KMO Il plasmide di attivazione CRISPR (h) fornisce un approccio mirato e non distruttivo per sovraregolare l'espressione endogena di KMO senza alterare la sequenza di DNA sottostante.
KMO Il plasmide di attivazione CRISPR (h) è un sistema SAM (mediatore di attivazione sinergico) a tre plasmidi progettato per la sovraregolazione trascrizionale altamente efficiente e sito-specifica del locus KMO nelle linee cellulari umane. Il sistema è costruito attorno a una Cas9 cataliticamente inattiva (dCas9) che porta due mutazioni inattivanti (D10A e N863A) che eliminano l'attività nucleasica preservando al contempo il legame con il DNA. Questa dCas9 è fusa con VP64, un potente attivatore trascrizionale, ed è coespressa con un gene di resistenza alla blasticidina per la selezione. Il secondo plasmide codifica la proteina di fusione MS2-p65-HSF1, un complesso attivatore secondario che agisce in sinergia con dCas9-VP64, insieme a un gene di resistenza all'igromicina. Il terzo plasmide codifica un sgRNA specifico per il bersaglio di 20 nt fuso a due aptameri di RNA MS2 che reclutano il complesso MS2-p65-HSF1 nel sito di attivazione, accompagnato da un gene di resistenza alla puromicina. I tre plasmidi vengono somministrati in un rapporto di massa 1:1:1 per un'espressione bilanciata di tutti i componenti del sistema.

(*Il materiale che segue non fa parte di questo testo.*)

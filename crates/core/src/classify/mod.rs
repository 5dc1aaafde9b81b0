mod demo;

use crate::capture::Frame;
use futures::future::BoxFuture;
use serde::{Deserialize, Serialize};
use std::fmt;
use std::str::FromStr;

pub use demo::DemoClassifier;

/// Closed set of emotion categories the classifier can emit for one frame.
/// The string forms match the classifier vocabulary.
#[derive(Clone, Copy, Debug, Serialize, Deserialize, PartialEq, Eq, Hash)]
#[serde(rename_all = "lowercase")]
pub enum Emotion {
    Neutral,
    Happy,
    Sad,
    Angry,
    #[serde(rename = "surprise")]
    Surprised,
    #[serde(rename = "fear")]
    Fearful,
    #[serde(rename = "disgust")]
    Disgusted,
}

impl Emotion {
    pub const ALL: [Emotion; 7] = [
        Emotion::Neutral,
        Emotion::Happy,
        Emotion::Sad,
        Emotion::Angry,
        Emotion::Surprised,
        Emotion::Fearful,
        Emotion::Disgusted,
    ];

    pub fn as_str(&self) -> &'static str {
        match self {
            Emotion::Neutral => "neutral",
            Emotion::Happy => "happy",
            Emotion::Sad => "sad",
            Emotion::Angry => "angry",
            Emotion::Surprised => "surprise",
            Emotion::Fearful => "fear",
            Emotion::Disgusted => "disgust",
        }
    }
}

impl fmt::Display for Emotion {
    fn fmt(&self, f: &mut fmt::Formatter<'_>) -> fmt::Result {
        f.write_str(self.as_str())
    }
}

impl FromStr for Emotion {
    type Err = ClassifyError;

    fn from_str(s: &str) -> Result<Self, Self::Err> {
        let lower = s.to_ascii_lowercase();
        Emotion::ALL
            .iter()
            .copied()
            .find(|e| e.as_str() == lower)
            .ok_or(ClassifyError::UnknownLabel(s.to_owned()))
    }
}

#[derive(thiserror::Error, Debug)]
pub enum ClassifyError {
    #[error("emotion model unavailable: {details}")]
    ModelUnavailable { details: String },
    #[error("inference failed: {details}")]
    InferenceFailed { details: String },
    #[error("unknown emotion label: {0}")]
    UnknownLabel(String),
}

pub trait EmotionClassifier: Send + Sync {
    fn classify(&self, frame: Frame) -> BoxFuture<'_, Result<Emotion, ClassifyError>>;
}
use crate::classify::Emotion;
use crate::config::DetectionConfig;
use crate::stability::LabelHistory;
use std::sync::atomic::{AtomicBool, Ordering};
use std::sync::{Arc, Mutex, MutexGuard, PoisonError};

#[derive(Clone, Copy, Debug, PartialEq, Eq)]
enum TrackerState {
    Running,
    Paused,
}

#[derive(Debug)]
struct TrackerShared {
    history: LabelHistory,
    verdict: Option<Emotion>,
    state: TrackerState,
}

/// Debounced mood signal shared between the sampling loop (producer) and the
/// UI-side poller (consumer). Cheap to clone; clones share state.
///
/// History, verdict and running state live under one mutex; every public
/// operation is a short critical section with no external calls inside.
/// The stop flag is a separate one-way latch read by both loops.
#[derive(Clone, Debug)]
pub struct StabilityTracker {
    shared: Arc<Mutex<TrackerShared>>,
    stopped: Arc<AtomicBool>,
    stable_threshold: usize,
}

impl StabilityTracker {
    pub fn new(rolling_window: usize, stable_threshold: usize) -> Self {
        Self {
            shared: Arc::new(Mutex::new(TrackerShared {
                history: LabelHistory::new(rolling_window),
                verdict: None,
                state: TrackerState::Running,
            })),
            stopped: Arc::new(AtomicBool::new(false)),
            stable_threshold,
        }
    }

    pub fn from_config(cfg: &DetectionConfig) -> Self {
        Self::new(cfg.rolling_window, cfg.stable_threshold)
    }

    fn lock(&self) -> MutexGuard<'_, TrackerShared> {
        self.shared.lock().unwrap_or_else(PoisonError::into_inner)
    }

    /// Feeds one raw label. No-op while paused. The verdict is promoted when
    /// the window has a unique mode whose count reaches the threshold; it is
    /// never demoted back to `None` by a weakening mode, only replaced by a
    /// new winner or cleared by [`resume`](Self::resume).
    pub fn record(&self, label: Emotion) {
        let mut shared = self.lock();
        if shared.state == TrackerState::Paused {
            return;
        }
        shared.history.push(label);
        if let Some((mode, count)) = shared.history.mode() {
            if count >= self.stable_threshold {
                shared.verdict = Some(mode);
            }
        }
    }

    /// Current stable verdict, `None` until evidence accumulates. Safe to
    /// poll from the interactive path; the critical section copies one value.
    pub fn current_verdict(&self) -> Option<Emotion> {
        self.lock().verdict
    }

    /// Stops sampling from advancing the history. Idempotent. The history is
    /// kept as-is; only resume discards it.
    pub fn pause(&self) {
        self.lock().state = TrackerState::Paused;
    }

    /// Restarts detection from fresh evidence: clears the history and the
    /// verdict. Idempotent.
    pub fn resume(&self) {
        let mut shared = self.lock();
        shared.state = TrackerState::Running;
        shared.history.clear();
        shared.verdict = None;
    }

    /// Signals the owning loops to exit. Observed within one period.
    pub fn stop(&self) {
        self.stopped.store(true, Ordering::Relaxed);
    }

    pub fn is_stopped(&self) -> bool {
        self.stopped.load(Ordering::Relaxed)
    }

    pub fn is_paused(&self) -> bool {
        self.lock().state == TrackerState::Paused
    }

    pub fn history_len(&self) -> usize {
        self.lock().history.len()
    }
}

#[cfg(test)]
mod tests {
    use super::*;
    use crate::classify::Emotion::{Angry, Disgusted, Fearful, Happy, Neutral, Sad, Surprised};

    fn tracker() -> StabilityTracker {
        StabilityTracker::new(7, 3)
    }

    #[test]
    fn history_stays_within_window_for_any_sequence() {
        let t = tracker();
        for i in 0..100 {
            t.record(Emotion::ALL[i % Emotion::ALL.len()]);
            assert!(t.history_len() <= 7);
        }
    }

    #[test]
    fn repeated_label_reaching_threshold_becomes_verdict() {
        let t = tracker();
        t.record(Happy);
        t.record(Happy);
        assert_eq!(t.current_verdict(), None);
        t.record(Happy);
        assert_eq!(t.current_verdict(), Some(Happy));
    }

    #[test]
    fn two_records_below_threshold_yield_no_verdict() {
        let t = tracker();
        t.record(Angry);
        t.record(Angry);
        assert_eq!(t.current_verdict(), None);
    }

    #[test]
    fn mixed_sequence_promotes_then_holds_through_tie() {
        // window 7, threshold 3
        let t = tracker();
        for label in [Happy, Sad, Happy, Neutral, Happy] {
            t.record(label);
        }
        // happy count is 3 after the 5th record
        assert_eq!(t.current_verdict(), Some(Happy));

        t.record(Sad);
        t.record(Sad);
        // sad and happy are now tied at 3; a tied round elects no winner,
        // so the verdict stays at its prior value
        assert_eq!(t.current_verdict(), Some(Happy));
    }

    #[test]
    fn verdict_survives_mode_dropping_below_threshold() {
        let t = tracker();
        for _ in 0..3 {
            t.record(Sad);
        }
        assert_eq!(t.current_verdict(), Some(Sad));

        // flood the window with a spread that never reaches threshold
        for label in [Happy, Neutral, Angry, Surprised, Fearful, Disgusted, Happy] {
            t.record(label);
        }
        assert_eq!(t.current_verdict(), Some(Sad));
    }

    #[test]
    fn new_winner_replaces_old_verdict() {
        let t = tracker();
        for _ in 0..3 {
            t.record(Sad);
        }
        assert_eq!(t.current_verdict(), Some(Sad));
        for _ in 0..4 {
            t.record(Happy);
        }
        assert_eq!(t.current_verdict(), Some(Happy));
    }

    #[test]
    fn resume_clears_history_and_verdict() {
        let t = tracker();
        for _ in 0..3 {
            t.record(Sad);
        }
        assert_eq!(t.current_verdict(), Some(Sad));

        t.resume();
        assert_eq!(t.current_verdict(), None);
        assert_eq!(t.history_len(), 0);
    }

    #[test]
    fn records_while_paused_are_dropped() {
        let t = tracker();
        t.record(Happy);
        t.pause();
        for _ in 0..10 {
            t.record(Sad);
        }
        assert_eq!(t.history_len(), 1);
        assert_eq!(t.current_verdict(), None);
    }

    #[test]
    fn pause_does_not_clear_prior_verdict() {
        let t = tracker();
        for _ in 0..3 {
            t.record(Happy);
        }
        t.pause();
        assert_eq!(t.current_verdict(), Some(Happy));
    }

    #[test]
    fn pause_and_resume_are_idempotent() {
        let t = tracker();
        t.pause();
        t.pause();
        assert!(t.is_paused());

        t.resume();
        let after_first = (t.history_len(), t.current_verdict(), t.is_paused());
        t.resume();
        assert_eq!(
            (t.history_len(), t.current_verdict(), t.is_paused()),
            after_first
        );
    }

    #[test]
    fn single_record_after_resume_is_below_threshold() {
        let t = tracker();
        for _ in 0..3 {
            t.record(Sad);
        }
        assert_eq!(t.current_verdict(), Some(Sad));

        t.pause();
        t.resume();
        t.record(Happy);
        assert_eq!(t.current_verdict(), None);
    }

    #[test]
    fn stop_is_a_one_way_latch() {
        let t = tracker();
        assert!(!t.is_stopped());
        t.stop();
        assert!(t.is_stopped());
        let clone = t.clone();
        assert!(clone.is_stopped());
    }

    #[test]
    fn clones_share_state() {
        let t = tracker();
        let producer = t.clone();
        for _ in 0..3 {
            producer.record(Neutral);
        }
        assert_eq!(t.current_verdict(), Some(Neutral));
    }
}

Una volta assemblato nel locus bersaglio, il complesso SAM si lega a circa 200 bp a monte del sito di inizio della trascrizione KMO, dove VP64, p65 e HSF1 agiscono in modo concertato per reclutare il machinery trascrizionale e guidare la sovraregolazione dell'espressione endogena di KMO. A differenza della Cas9 con attività nucleasica, dCas9 non introduce rotture a doppio filamento né modifica la sequenza genomica, preservando il locus KMO nativo e consentendo lo studio delle risposte trascrizionali dipendenti da KMO nel locus endogeno, rendendolo uno strumento prezioso per studi funzionali, l'identificazione di geni bersaglio e la modellizzazione del ripristino della via KMO nelle cellule tumorali con espressione di KMO silenziata o ridotta.
Solo per uso di ricerca. Non destinato a uso diagnostico o terapeutico.